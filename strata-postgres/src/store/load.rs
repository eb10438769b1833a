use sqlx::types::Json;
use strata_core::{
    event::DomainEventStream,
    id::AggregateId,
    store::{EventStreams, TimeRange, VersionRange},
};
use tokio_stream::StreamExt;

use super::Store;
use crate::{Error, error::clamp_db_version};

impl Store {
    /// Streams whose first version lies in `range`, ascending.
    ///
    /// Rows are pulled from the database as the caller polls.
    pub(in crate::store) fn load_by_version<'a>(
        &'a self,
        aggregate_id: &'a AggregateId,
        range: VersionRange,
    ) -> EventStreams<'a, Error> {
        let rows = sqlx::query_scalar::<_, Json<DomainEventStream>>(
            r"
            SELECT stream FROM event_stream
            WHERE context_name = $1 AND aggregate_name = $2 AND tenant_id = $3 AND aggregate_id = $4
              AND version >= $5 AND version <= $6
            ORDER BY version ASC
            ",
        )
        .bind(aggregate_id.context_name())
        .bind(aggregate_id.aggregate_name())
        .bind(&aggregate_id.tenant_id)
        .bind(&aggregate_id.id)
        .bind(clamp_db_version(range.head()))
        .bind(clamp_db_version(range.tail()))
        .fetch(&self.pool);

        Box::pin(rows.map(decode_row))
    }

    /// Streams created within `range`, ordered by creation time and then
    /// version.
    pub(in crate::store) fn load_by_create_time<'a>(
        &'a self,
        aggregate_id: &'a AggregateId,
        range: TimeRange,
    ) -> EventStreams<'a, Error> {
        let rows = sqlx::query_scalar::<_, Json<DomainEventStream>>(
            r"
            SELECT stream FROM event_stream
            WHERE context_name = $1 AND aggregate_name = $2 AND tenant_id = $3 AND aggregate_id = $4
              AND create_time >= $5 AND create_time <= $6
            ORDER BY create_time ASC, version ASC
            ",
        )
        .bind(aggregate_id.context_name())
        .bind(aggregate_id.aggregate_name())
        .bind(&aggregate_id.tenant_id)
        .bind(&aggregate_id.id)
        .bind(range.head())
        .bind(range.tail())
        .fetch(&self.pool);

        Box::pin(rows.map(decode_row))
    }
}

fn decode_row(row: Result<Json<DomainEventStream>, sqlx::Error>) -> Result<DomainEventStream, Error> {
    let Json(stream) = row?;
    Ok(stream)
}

━━━━━━━━

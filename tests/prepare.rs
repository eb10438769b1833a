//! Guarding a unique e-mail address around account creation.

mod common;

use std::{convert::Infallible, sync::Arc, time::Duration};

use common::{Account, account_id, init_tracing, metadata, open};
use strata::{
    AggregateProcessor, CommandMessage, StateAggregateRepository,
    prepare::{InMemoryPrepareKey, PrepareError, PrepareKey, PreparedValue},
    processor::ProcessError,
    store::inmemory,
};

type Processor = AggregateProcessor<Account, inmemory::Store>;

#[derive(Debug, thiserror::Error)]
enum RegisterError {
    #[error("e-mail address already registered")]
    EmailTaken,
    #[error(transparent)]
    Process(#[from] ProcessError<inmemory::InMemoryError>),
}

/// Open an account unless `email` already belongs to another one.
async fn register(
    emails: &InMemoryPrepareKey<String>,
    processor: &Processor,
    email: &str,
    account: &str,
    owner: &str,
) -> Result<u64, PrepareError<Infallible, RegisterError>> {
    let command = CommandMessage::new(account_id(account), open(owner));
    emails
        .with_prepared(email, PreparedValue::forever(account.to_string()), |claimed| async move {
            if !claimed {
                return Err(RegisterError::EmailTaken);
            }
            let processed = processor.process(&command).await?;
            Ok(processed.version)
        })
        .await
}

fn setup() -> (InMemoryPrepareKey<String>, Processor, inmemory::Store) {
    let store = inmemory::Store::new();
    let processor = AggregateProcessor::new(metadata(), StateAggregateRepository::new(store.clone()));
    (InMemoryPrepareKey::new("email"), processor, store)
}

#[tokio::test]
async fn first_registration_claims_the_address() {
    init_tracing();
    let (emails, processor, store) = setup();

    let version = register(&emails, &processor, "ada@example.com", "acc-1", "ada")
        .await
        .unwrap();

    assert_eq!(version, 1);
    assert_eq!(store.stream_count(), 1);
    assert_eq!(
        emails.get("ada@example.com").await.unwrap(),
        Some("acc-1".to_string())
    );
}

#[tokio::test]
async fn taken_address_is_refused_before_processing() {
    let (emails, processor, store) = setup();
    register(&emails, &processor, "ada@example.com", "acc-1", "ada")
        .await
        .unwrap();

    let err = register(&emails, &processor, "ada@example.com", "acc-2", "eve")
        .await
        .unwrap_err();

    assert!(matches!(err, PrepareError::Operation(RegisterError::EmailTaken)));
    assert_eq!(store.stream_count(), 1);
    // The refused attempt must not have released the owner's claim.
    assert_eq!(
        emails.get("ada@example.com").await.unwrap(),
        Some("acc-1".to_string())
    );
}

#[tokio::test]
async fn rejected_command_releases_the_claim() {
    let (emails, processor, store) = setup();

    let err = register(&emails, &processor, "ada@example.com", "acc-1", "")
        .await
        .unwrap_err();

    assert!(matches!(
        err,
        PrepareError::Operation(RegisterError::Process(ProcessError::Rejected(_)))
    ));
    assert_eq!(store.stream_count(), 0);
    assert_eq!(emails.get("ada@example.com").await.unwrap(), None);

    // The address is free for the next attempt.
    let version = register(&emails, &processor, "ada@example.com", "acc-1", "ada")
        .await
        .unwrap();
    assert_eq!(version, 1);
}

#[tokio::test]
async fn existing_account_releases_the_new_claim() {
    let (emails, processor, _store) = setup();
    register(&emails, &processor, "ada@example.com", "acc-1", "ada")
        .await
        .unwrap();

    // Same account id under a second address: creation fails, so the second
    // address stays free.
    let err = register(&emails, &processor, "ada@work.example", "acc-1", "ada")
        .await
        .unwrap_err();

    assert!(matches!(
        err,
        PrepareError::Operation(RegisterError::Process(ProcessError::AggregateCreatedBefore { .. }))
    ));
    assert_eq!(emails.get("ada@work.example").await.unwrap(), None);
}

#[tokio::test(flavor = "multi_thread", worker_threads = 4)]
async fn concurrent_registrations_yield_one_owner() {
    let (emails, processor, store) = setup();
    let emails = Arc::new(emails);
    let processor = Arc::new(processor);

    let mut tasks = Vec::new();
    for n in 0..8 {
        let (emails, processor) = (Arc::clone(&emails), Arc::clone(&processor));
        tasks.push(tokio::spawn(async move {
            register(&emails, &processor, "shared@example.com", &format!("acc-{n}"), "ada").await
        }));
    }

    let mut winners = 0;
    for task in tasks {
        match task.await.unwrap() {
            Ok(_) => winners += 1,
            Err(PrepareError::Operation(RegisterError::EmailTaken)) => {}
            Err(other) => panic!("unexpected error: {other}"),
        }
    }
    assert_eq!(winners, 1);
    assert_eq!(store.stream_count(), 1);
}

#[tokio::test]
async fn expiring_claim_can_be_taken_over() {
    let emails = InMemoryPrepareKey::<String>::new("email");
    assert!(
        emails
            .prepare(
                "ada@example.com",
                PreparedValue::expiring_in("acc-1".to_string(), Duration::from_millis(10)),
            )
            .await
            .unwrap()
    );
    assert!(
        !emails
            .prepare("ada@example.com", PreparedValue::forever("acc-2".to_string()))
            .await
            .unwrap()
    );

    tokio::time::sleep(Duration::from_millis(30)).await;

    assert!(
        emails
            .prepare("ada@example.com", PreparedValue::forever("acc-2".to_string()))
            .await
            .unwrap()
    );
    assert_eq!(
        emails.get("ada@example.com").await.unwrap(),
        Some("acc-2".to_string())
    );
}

━━━━━━━━

Could you retype exactly the lines above, starting at the line that contains "filename strata-postgres/src/store/load.rs" and ending at the line that contains "use super::Store;", and nothing more?

filename strata-postgres/src/store/load.rs
repository eb10438769b1833a
use sqlx::types::Json;
use strata_core::{
    event::DomainEventStream,
    id::AggregateId,
    store::{EventStreams, TimeRange, VersionRange},
};
use tokio_stream::StreamExt;

use super::Store;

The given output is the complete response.